Abaaoud serait rentré en France, via la Grèce, sans documents officiels

Abaaoud serait rentré en France, via la Grèce, sans documents officiels - DABIQ / AFP

REPORTAGE - Selon le témoignage de Sonia que vous avez pu entendre ce jeudi sur RMC, Abdelhamid Abaaoud, le cerveau présumé des attentats de Paris, mort dans l'assaut de Saint-Denis, serait rentré en France, via la Grèce, sans documents officiels, avec un groupe de 90 personnes. Mais, qu'en est-il aujourd'hui? Aurait-il pu venir en France aussi facilement? Eléments de réponse.

"La France c’est zéro… On est rentrés sans documents officiels. On est venus à plusieurs. Il y a des Syriens, des Irakiens, des Français, des Allemands, des Anglais. On est rentrés à 90, on est un peu partout en Ile-de-France." Ces mots, selon le témoignage livré par Sonia ce jeudi sur RMC, ont été tenus par Abdelhamid Abaaoud, cerveau présumé des attentats du 13 novembre à Paris, pour expliquer comment il serait rentré en France. Selon ses dires, le terroriste aurait emprunté la route des migrants, via la Grèce, pour se rendre en France. Et cela sans jamais avoir été inquiété. Mais qu'en est-il aujourd'hui? Est-il toujours aussi simple de rentrer sur le territoire?

"Et là ils m’ont cru..."

Depuis fin octobre, les contrôles des nouveaux arrivants sont renforcés comme a pu le constater RMC sur l’île de Lesbos, en Grèce. Tous les migrants passent obligatoirement par le centre d’identification de Moria, à quelques kilomètres du port. Empreintes digitales, photo, interrogatoire... autant de procédures subies par Hewad, 25 ans, qui a fui l’Afghanistan.

"Ils m’ont demandé si j’avais des papiers d’identité. Mais je n’en ai pas. Alors ils ne m’ont pas cru quand j’ai dit que j’étais Afghan", témoigne-t-il sur RMC avant d'ajouter: "Ils m’ont montré une photo du président et je l’ai reconnu. Ils m’ont aussi demandé d’identifier sur des photos des chanteurs connus chez moi et j’ai répondu juste. Et là ils m’ont cru..." Mais, à l'entendre, malgré les contrôles, certains migrants arrivent à frauder.

Des fraudes encore constatées

"Un Iranien et un Pakistanais ont réussi à avoir des papiers de réfugiés afghans, assure Hewad.
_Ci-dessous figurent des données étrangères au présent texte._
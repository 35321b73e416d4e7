//! Error handling for the ATS scorer

use thiserror::Error;

#[derive(Error, Debug)]
pub enum AtsError {
    #[error("IO error: {0}")]
    Io(#[from] std::io::Error),

    #[error("PDF extraction error: {0}")]
    PdfExtraction(String),

    #[error("Document conversion error: {0}")]
    DocumentConversion(String),

    #[error("File format not supported: {0}")]
    UnsupportedFormat(String),

    #[error("Invalid input: {0}")]
    InvalidInput(String),

    #[error("Configuration error: {0}")]
    Configuration(String),

    #[error("Database error: {0}")]
    Database(#[from] sqlx::Error),

    #[error("Serialization error: {0}")]
    Serialization(#[from] serde_json::Error),

    #[error("Pattern error: {0}")]
    Pattern(#[from] regex::Error),

    #[error("Processing error: {0}")]
    Processing(String),

    #[error("Output formatting error: {0}")]
    OutputFormatting(String),
}

pub type Result<T> = std::result::Result<T, AtsError>;

/// Failures of the TF-IDF vectorization step.
///
/// Only the failure modes that degenerate input can actually produce live
/// here; the keyword component turns each of them into a score of zero.
#[derive(Error, Debug, Clone, PartialEq, Eq)]
pub enum ScoringError {
    #[error("empty vocabulary; the documents contain only stop words or no words at all")]
    EmptyVocabulary,
}

impl From<aho_corasick::BuildError> for AtsError {
    fn from(err: aho_corasick::BuildError) -> Self {
        AtsError::Processing(format!("Failed to build keyword matcher: {}", err))
    }
}
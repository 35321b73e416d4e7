//! Configuration management for the ATS scorer

use crate::error::{AtsError, Result};
use log::debug;
use serde::{Deserialize, Serialize};
use std::path::{Path, PathBuf};

#[derive(Debug, Clone, PartialEq, Serialize, Deserialize)]
pub struct Config {
    pub storage: StorageConfig,
    pub matching: MatchingConfig,
    pub input: InputConfig,
    pub output: OutputConfig,
}

#[derive(Debug, Clone, PartialEq, Serialize, Deserialize)]
pub struct StorageConfig {
    pub store_path: PathBuf,
}

#[derive(Debug, Clone, PartialEq, Serialize, Deserialize)]
pub struct MatchingConfig {
    /// Threshold used by `match` when no `--min-score` is given
    pub default_min_score: f64,
}

#[derive(Debug, Clone, PartialEq, Serialize, Deserialize)]
pub struct InputConfig {
    #[serde(default = "default_pandoc_path")]
    pub pandoc_path: String,
    pub pandoc_timeout_secs: u64,
    pub enable_cache: bool,
}

#[derive(Debug, Clone, PartialEq, Serialize, Deserialize)]
pub struct OutputConfig {
    pub format: OutputFormat,
    pub detailed: bool,
    pub color_output: bool,
}

#[derive(Debug, Clone, Copy, PartialEq, Eq, Serialize, Deserialize)]
pub enum OutputFormat {
    Console,
    Json,
    Markdown,
    Html,
}

fn default_pandoc_path() -> String {
    "pandoc".to_string()
}

impl Default for Config {
    fn default() -> Self {
        let store_path = dirs::data_dir()
            .unwrap_or_else(|| dirs::home_dir().unwrap_or_else(|| PathBuf::from(".")))
            .join("ats-scorer")
            .join("resumes.db");

        Self {
            storage: StorageConfig { store_path },
            matching: MatchingConfig {
                default_min_score: 70.0,
            },
            input: InputConfig {
                pandoc_path: default_pandoc_path(),
                pandoc_timeout_secs: 30,
                enable_cache: true,
            },
            output: OutputConfig {
                format: OutputFormat::Console,
                detailed: false,
                color_output: true,
            },
        }
    }
}

impl Config {
    /// Load from `config_path`, writing defaults there on first use.
    pub fn load_from(config_path: &Path) -> Result<Self> {
        if config_path.exists() {
            debug!("Loading configuration from {}", config_path.display());
            let content = std::fs::read_to_string(config_path)?;
            let config: Config = toml::from_str(&content)
                .map_err(|e| AtsError::Configuration(format!("Failed to parse config: {}", e)))?;
            Ok(config)
        } else {
            debug!("No configuration at {}, writing defaults", config_path.display());
            let config = Self::default();
            config.save_to(config_path)?;
            Ok(config)
        }
    }

    pub fn save_to(&self, config_path: &Path) -> Result<()> {
        if let Some(parent) = config_path.parent() {
            std::fs::create_dir_all(parent)?;
        }

        let content = toml::to_string_pretty(self)
            .map_err(|e| AtsError::Configuration(format!("Failed to serialize config: {}", e)))?;

        std::fs::write(config_path, content)?;
        Ok(())
    }

    pub fn config_path() -> PathBuf {
        dirs::config_dir()
            .unwrap_or_else(|| dirs::home_dir().unwrap_or_else(|| PathBuf::from(".")))
            .join("ats-scorer")
            .join("config.toml")
    }
}
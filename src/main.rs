//! ats-scorer: resume field extraction and ATS scoring from the command line

use ats_scorer::cli::{self, Cli, Commands, ConfigAction};
use ats_scorer::config::{Config, OutputFormat};
use ats_scorer::error::{AtsError, Result};
use ats_scorer::input::InputManager;
use ats_scorer::output::formatter::{format_resume_table, format_stats, save_report_to_file};
use ats_scorer::output::{AnalysisReport, ReportGenerator};
use ats_scorer::processing::AnalysisEngine;
use ats_scorer::storage::ResumeStore;
use clap::Parser;
use indicatif::ProgressBar;
use log::{error, info};
use std::path::{Path, PathBuf};
use std::process;
use std::time::Duration;

const RESUME_EXTENSIONS: &[&str] = &["pdf", "docx", "txt", "md", "markdown"];
const JOB_EXTENSIONS: &[&str] = &["txt", "md", "markdown"];

#[tokio::main]
async fn main() {
    let cli = Cli::parse();

    let log_level = if cli.verbose { "debug" } else { "info" };
    env_logger::Builder::from_env(env_logger::Env::default().default_filter_or(log_level)).init();

    let config_path = cli.config.clone().unwrap_or_else(Config::config_path);
    let config = match Config::load_from(&config_path) {
        Ok(config) => config,
        Err(e) => {
            error!("Failed to load configuration: {}", e);
            process::exit(1);
        }
    };

    if let Err(e) = run_command(cli.command, config, &config_path).await {
        error!("Command failed: {}", e);
        process::exit(1);
    }
}

async fn run_command(command: Commands, config: Config, config_path: &Path) -> Result<()> {
    match command {
        Commands::Analyze {
            resume,
            job,
            job_text,
            output,
            save,
            detailed,
            no_store,
        } => {
            let format = resolve_format(output.as_deref(), &config)?;
            run_analyze(&config, resume, job, job_text, format, save, detailed, no_store).await
        }

        Commands::Match { min_score, output } => {
            let min_score = cli::validate_min_score(min_score.unwrap_or(config.matching.default_min_score))
                .map_err(AtsError::InvalidInput)?;
            let format = resolve_format(output.as_deref(), &config)?;

            let matches = ResumeStore::new(&config.storage.store_path).find_matches(min_score).await?;
            if matches.is_empty() {
                println!("No matching candidates found.");
            } else {
                print!("{}", format_resume_table(&matches, format)?);
            }
            Ok(())
        }

        Commands::List { output } => {
            let format = resolve_format(output.as_deref(), &config)?;
            let resumes = ResumeStore::new(&config.storage.store_path).list_all().await?;

            if resumes.is_empty() {
                println!("No resumes in database.");
            } else {
                print!("{}", format_resume_table(&resumes, format)?);
            }
            Ok(())
        }

        Commands::Stats => {
            let store = ResumeStore::new(&config.storage.store_path);
            let analytics = store.analytics().await?;
            let scores = store.score_distribution().await?;
            print!("{}", format_stats(&analytics, &scores));
            Ok(())
        }

        Commands::Clear { yes } => {
            if !yes {
                return Err(AtsError::InvalidInput(
                    "Refusing to clear the store without --yes".to_string(),
                ));
            }
            let removed = ResumeStore::new(&config.storage.store_path).clear().await?;
            println!("Database cleared ({} resumes removed).", removed);
            Ok(())
        }

        Commands::Config { action } => match action.unwrap_or(ConfigAction::Show) {
            ConfigAction::Show => {
                let content = toml::to_string_pretty(&config)
                    .map_err(|e| AtsError::Configuration(format!("Failed to serialize config: {}", e)))?;
                println!("{}", content);
                Ok(())
            }
            ConfigAction::Reset => {
                Config::default().save_to(config_path)?;
                println!("Configuration reset: {}", config_path.display());
                Ok(())
            }
            ConfigAction::Path => {
                println!("{}", config_path.display());
                Ok(())
            }
        },
    }
}

#[allow(clippy::too_many_arguments)]
async fn run_analyze(
    config: &Config,
    resume: PathBuf,
    job: Option<PathBuf>,
    job_text: Option<String>,
    format: OutputFormat,
    save: Option<PathBuf>,
    detailed: bool,
    no_store: bool,
) -> Result<()> {
    cli::validate_file_extension(&resume, RESUME_EXTENSIONS)
        .map_err(|e| AtsError::InvalidInput(format!("Resume file: {}", e)))?;

    let mut input_manager = InputManager::from_config(&config.input);

    let spinner = ProgressBar::new_spinner();
    spinner.enable_steady_tick(Duration::from_millis(100));
    spinner.set_message(format!("Extracting text from {}", resume.display()));
    let resume_text = input_manager.extract_text(&resume).await;
    spinner.finish_and_clear();
    let resume_text = resume_text?;

    let (job_description, job_source) = match (job, job_text) {
        (Some(path), _) => {
            cli::validate_file_extension(&path, JOB_EXTENSIONS)
                .map_err(|e| AtsError::InvalidInput(format!("Job description file: {}", e)))?;
            let text = input_manager.extract_text(&path).await?;
            (text, path.to_string_lossy().to_string())
        }
        (None, Some(text)) => (text, "inline".to_string()),
        (None, None) => {
            return Err(AtsError::InvalidInput("A job description is required".to_string()));
        }
    };

    info!(
        "Resume: {} characters, job description: {} characters",
        resume_text.len(),
        job_description.len()
    );

    let engine = AnalysisEngine::new()?;
    let analysis = engine.analyze(&resume_text, &job_description);

    let mut report = AnalysisReport::new(
        analysis.candidate.clone(),
        analysis.scores,
        resume.to_string_lossy().to_string(),
        job_source,
    );

    if !no_store {
        let stored = ResumeStore::new(&config.storage.store_path)
            .insert(&analysis.candidate, &analysis.scores)
            .await?;
        report = report.with_stored_id(stored.id);
    }

    let generator = ReportGenerator::with_options(config.output.color_output, detailed || config.output.detailed);
    let rendered = generator.generate_report(&report, format)?;

    match save {
        Some(path) => {
            let plain = if format == OutputFormat::Console {
                ReportGenerator::with_options(false, detailed || config.output.detailed)
                    .generate_report(&report, format)?
            } else {
                rendered.clone()
            };
            save_report_to_file(&plain, &path)?;
            println!("{}", rendered);
            println!("Report saved to {}", path.display());
        }
        None => println!("{}", rendered),
    }

    Ok(())
}

fn resolve_format(requested: Option<&str>, config: &Config) -> Result<OutputFormat> {
    match requested {
        Some(format) => cli::parse_output_format(format).map_err(AtsError::InvalidInput),
        None => Ok(config.output.format),
    }
}
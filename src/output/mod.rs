//! Report structures and output formatting

pub mod formatter;
pub mod report;

pub use formatter::{OutputFormatter, ReportGenerator};
pub use report::{AnalysisReport, ScoreRating};
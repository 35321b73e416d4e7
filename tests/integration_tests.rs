//! Integration tests for the ATS scorer

use ats_scorer::input::InputManager;
use ats_scorer::output::{AnalysisReport, ReportGenerator};
use ats_scorer::config::OutputFormat;
use ats_scorer::processing::AnalysisEngine;
use ats_scorer::storage::ResumeStore;
use std::path::Path;

#[tokio::test]
async fn test_text_extraction_from_txt() {
    let mut manager = InputManager::new();
    let path = Path::new("tests/fixtures/sample_resume.txt");

    let result = manager.extract_text(path).await;
    assert!(result.is_ok());

    let text = result.unwrap();
    assert!(text.contains("John Doe"));
    assert!(text.contains("Software Engineer"));
    assert!(text.contains("React"));
    assert!(text.contains("Node.js"));
}

#[tokio::test]
async fn test_text_extraction_from_markdown() {
    let mut manager = InputManager::new();
    let path = Path::new("tests/fixtures/sample_resume.md");

    let text = manager.extract_text(path).await.unwrap();
    assert!(text.starts_with("John Doe"));
    assert!(text.contains("Node.js"));
    // Should not contain markdown formatting
    assert!(!text.contains("**"));
    assert!(!text.contains("##"));
}

#[tokio::test]
async fn test_caching_functionality() {
    let mut manager = InputManager::new();
    let path = Path::new("tests/fixtures/sample_resume.txt");

    let text1 = manager.extract_text(path).await.unwrap();
    assert_eq!(manager.cache_size(), 1);

    let text2 = manager.extract_text(path).await.unwrap();
    assert_eq!(text1, text2);
    assert_eq!(manager.cache_size(), 1);

    let mut uncached = InputManager::new().with_cache(false);
    uncached.extract_text(path).await.unwrap();
    assert_eq!(uncached.cache_size(), 0);
}

#[tokio::test]
async fn test_unsupported_file_type() {
    let mut manager = InputManager::new();
    let path = Path::new("tests/fixtures/unsupported.xyz");

    let result = manager.extract_text(path).await;
    assert!(result.is_err());
}

#[tokio::test]
async fn test_nonexistent_file() {
    let mut manager = InputManager::new();
    let path = Path::new("tests/fixtures/nonexistent.txt");

    let result = manager.extract_text(path).await;
    assert!(result.is_err());
}

#[tokio::test]
async fn test_full_pipeline_scores_and_stores() {
    let mut manager = InputManager::new();
    let resume = manager.extract_text(Path::new("tests/fixtures/sample_resume.txt")).await.unwrap();
    let job = manager.extract_text(Path::new("tests/fixtures/sample_job.txt")).await.unwrap();

    let engine = AnalysisEngine::new().unwrap();
    let analysis = engine.analyze(&resume, &job);
    let candidate = &analysis.candidate;

    assert_eq!(candidate.name, "John Doe");
    assert_eq!(candidate.email, "john.doe@example.com");
    assert_eq!(candidate.phone, "(555) 987-6543");
    assert_eq!(
        candidate.skills,
        vec!["python", "java", "javascript", "react", "node.js", "sql", "aws", "docker", "agile", "git"]
    );
    assert_eq!(candidate.experience_summary, "6 years");
    assert_eq!(candidate.education, vec!["bachelor", "university"]);

    let c = analysis.scores.components;
    assert!((c.skills - 60.0).abs() < 1e-9);
    assert_eq!(c.experience, 100.0);
    assert_eq!(c.education, 75.0);
    assert!(c.keyword > 0.0 && c.keyword < 100.0);

    let expected = 0.4 * c.keyword + 18.0 + 20.0 + 7.5;
    assert!((analysis.scores.total_score - expected).abs() < 1e-9);

    let dir = tempfile::tempdir().unwrap();
    let store = ResumeStore::new(dir.path().join("resumes.db"));
    let stored = store.insert(candidate, &analysis.scores).await.unwrap();

    assert_eq!(stored.id, 1);
    assert_eq!(store.find_matches(0.0).await.unwrap().len(), 1);
    assert!(store.find_matches(100.0).await.unwrap().is_empty());

    let report = AnalysisReport::new(candidate.clone(), analysis.scores, "sample_resume.txt", "sample_job.txt")
        .with_stored_id(stored.id);
    let rendered = ReportGenerator::with_options(false, false)
        .generate_report(&report, OutputFormat::Console)
        .unwrap();
    assert!(rendered.contains("Stored as #1"));
}

#[tokio::test]
async fn test_markdown_and_text_resumes_extract_alike() {
    let mut manager = InputManager::new();
    let txt = manager.extract_text(Path::new("tests/fixtures/sample_resume.txt")).await.unwrap();
    let md = manager.extract_text(Path::new("tests/fixtures/sample_resume.md")).await.unwrap();

    let engine = AnalysisEngine::new().unwrap();
    let from_txt = engine.extractor().extract(&txt);
    let from_md = engine.extractor().extract(&md);

    assert_eq!(from_txt.name, from_md.name);
    assert_eq!(from_txt.email, from_md.email);
    assert_eq!(from_txt.skills, from_md.skills);
    assert_eq!(from_txt.education, from_md.education);
}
Quelqu’un leur a expliqué ce qu’il fallait dire, les réponses aux questions. Et ils ont eu leurs papiers". Nationalité, empreintes digitales et photo sont enregistrées par la police grecque et l’agence européenne de contrôle aux frontières, Frontex. Elles sont ensuite transmises à EURODAC, une base de données européenne des migrants clandestins.

"Les contrôles que l’on fait servent à déterminer le parcours des personnes qui migrent, explique Tomasz Franczyk, coordinateur pour Frontex à Lesbos. Si un réfugié rejoint par exemple l’Angleterre ou la France et fait une demande d’asile là-bas, on pourra facilement déterminer où il a été enregistré sur le sol européen, sur quelle île et quel jour".

"Un sujet très sensible"

La police de chaque Etat membre peut ensuite croiser ces données avec les siennes, dans le cadre d’enquêtes criminelles ou terroristes. Frontex, en revanche, n’a pas accès aux données des services de police et de renseignement de chaque Etat. Impossible donc de savoir, au moment de l’enregistrement, si un migrant fait l’objet d’une fiche S en France par exemple.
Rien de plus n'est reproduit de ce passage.